Before Liz Lemon, before “Weekend Update,” before “Sarah Palin,” Tina Fey was just a young girl with a dream: a recurring stress dream that she was being chased through a local airport by her middle-school gym teacher. She also had a dream that one day she would be a comedian on TV.
She has seen both these dreams come true.
At last, Tina Fey’s story can be told. From her youthful days as a vicious nerd to her tour of duty on Saturday Night Live; from her passionately halfhearted pursuit of physical beauty to her life as a mother eating things off the floor; from her one-sided college romance to her nearly fatal honeymoon—from the beginning of this paragraph to this final sentence.
Tina Fey reveals all, and proves what we’ve all suspected: you’re no one until someone calls you bossy.
(Includes Special, Never-Before-Solicited Opinions on Breastfeeding, Princesses, Photoshop, the Electoral Process, and Italian Rum Cake!)
-trying too hard to be funny
I enjoyed about half the book. Half of it was funny, well-written, intriguing and therefore great to read. The other half wasn’t funny, or trying-too-hard-to-be-funny and failing.
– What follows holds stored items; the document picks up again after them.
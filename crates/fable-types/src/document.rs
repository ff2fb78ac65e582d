//! Persisted skin document model.
//!
//! A `SkinDocument` is the single unit of persistence: one JSON object
//! holding every skin a user has uploaded, which one (if any) is active,
//! and the session fingerprint the data belongs to. The document is only
//! ever read and written whole; partial field updates would risk lost
//! updates across event handlers.

use std::collections::BTreeMap;

use serde::{Deserialize, Serialize};

use crate::error::Result;

/// Maximum number of skins a document may hold.
pub const MAX_SKINS: usize = 3;

/// Maximum size of a single skin's CSS payload in bytes.
pub const MAX_CSS_BYTES: usize = 200_000;

/// One user-uploaded skin.
#[derive(Debug, Clone, PartialEq, Eq, Serialize, Deserialize)]
pub struct SkinRecord {
    /// Human-readable name, source of the registry key.
    pub name: String,
    /// Optional free-text author.
    #[serde(default)]
    pub author: Option<String>,
    /// Optional free-text version.
    #[serde(default)]
    pub version: Option<String>,
    /// Full CSS payload.
    pub css: String,
}

/// The persisted skin document.
///
/// `data` is a `BTreeMap`, so iteration (and therefore list rendering)
/// is deterministic key-sorted order across reloads.
#[derive(Debug, Clone, PartialEq, Eq, Serialize, Deserialize)]
pub struct SkinDocument {
    /// Opaque session identity the document is scoped to.
    pub fingerprint: String,
    /// Key of the currently applied skin, if any.
    #[serde(default)]
    pub active: Option<String>,
    /// Skin records keyed by the encoded skin name.
    #[serde(default)]
    pub data: BTreeMap<String, SkinRecord>,
}

impl SkinDocument {
    /// The default empty document for a session.
    pub fn empty(fingerprint: &str) -> Self {
        Self {
            fingerprint: fingerprint.to_string(),
            active: None,
            data: BTreeMap::new(),
        }
    }

    /// Whether this document belongs to the given session fingerprint.
    ///
    /// An empty fingerprint never matches: a logged-out session has no
    /// identity to scope data to.
    pub fn belongs_to(&self, fingerprint: &str) -> bool {
        !fingerprint.is_empty() && self.fingerprint == fingerprint
    }

    /// Whether the single-active and capacity invariants hold.
    pub fn is_consistent(&self) -> bool {
        self.data.len() <= MAX_SKINS
            && match &self.active {
                Some(key) => self.data.contains_key(key),
                None => true,
            }
    }

    /// Whether the document is full.
    pub fn at_capacity(&self) -> bool {
        self.data.len() >= MAX_SKINS
    }

    /// The record for the active skin, if one is set.
    pub fn active_record(&self) -> Option<&SkinRecord> {
        self.active.as_deref().and_then(|key| self.data.get(key))
    }

    /// Parse a document from its serialized JSON form.
    pub fn from_json(raw: &str) -> Result<Self> {
        Ok(serde_json::from_str(raw)?)
    }

    /// Serialize the document to its persisted JSON form.
    pub fn to_json(&self) -> Result<String> {
        Ok(serde_json::to_string(self)?)
    }
}
//! Skin validation and registry.
//!
//! A skin is a user-supplied CSS stylesheet with a comment header naming
//! it. This crate owns the content rules (well-formedness, metadata),
//! the reversible name-to-key encoding, and the [`SkinRegistry`] that
//! mutates the persisted document while holding its invariants: at most
//! [`fable_types::MAX_SKINS`] records, and at most one active skin.

mod key;
mod registry;
mod template;
pub mod validator;

pub use key::{decode_key, encode_key};
pub use registry::SkinRegistry;
pub use template::template;
pub use validator::{SkinMetadata, extract_metadata, is_well_formed_css};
The books seems to be more a random recollection of certain things in Fey’s past than an actual memoir. In a book, which in said to be ”reveal all”, one would expect a few more things to be revealed.
It does include quite a few never-before-solicited opinions, which are mostly just not very relevant, though some of them are funny (others miss the ball).
Those passages, where Fey tries to make the book funny, but (for me) doesn’t succeed, are usually the passages that aren’t meant to be funny. In my opinion, there are parts of a persons life that with the best of efforts are just not funny and thus should not be portrayed as such.
In the end, I would say I expected more from this book and Fey.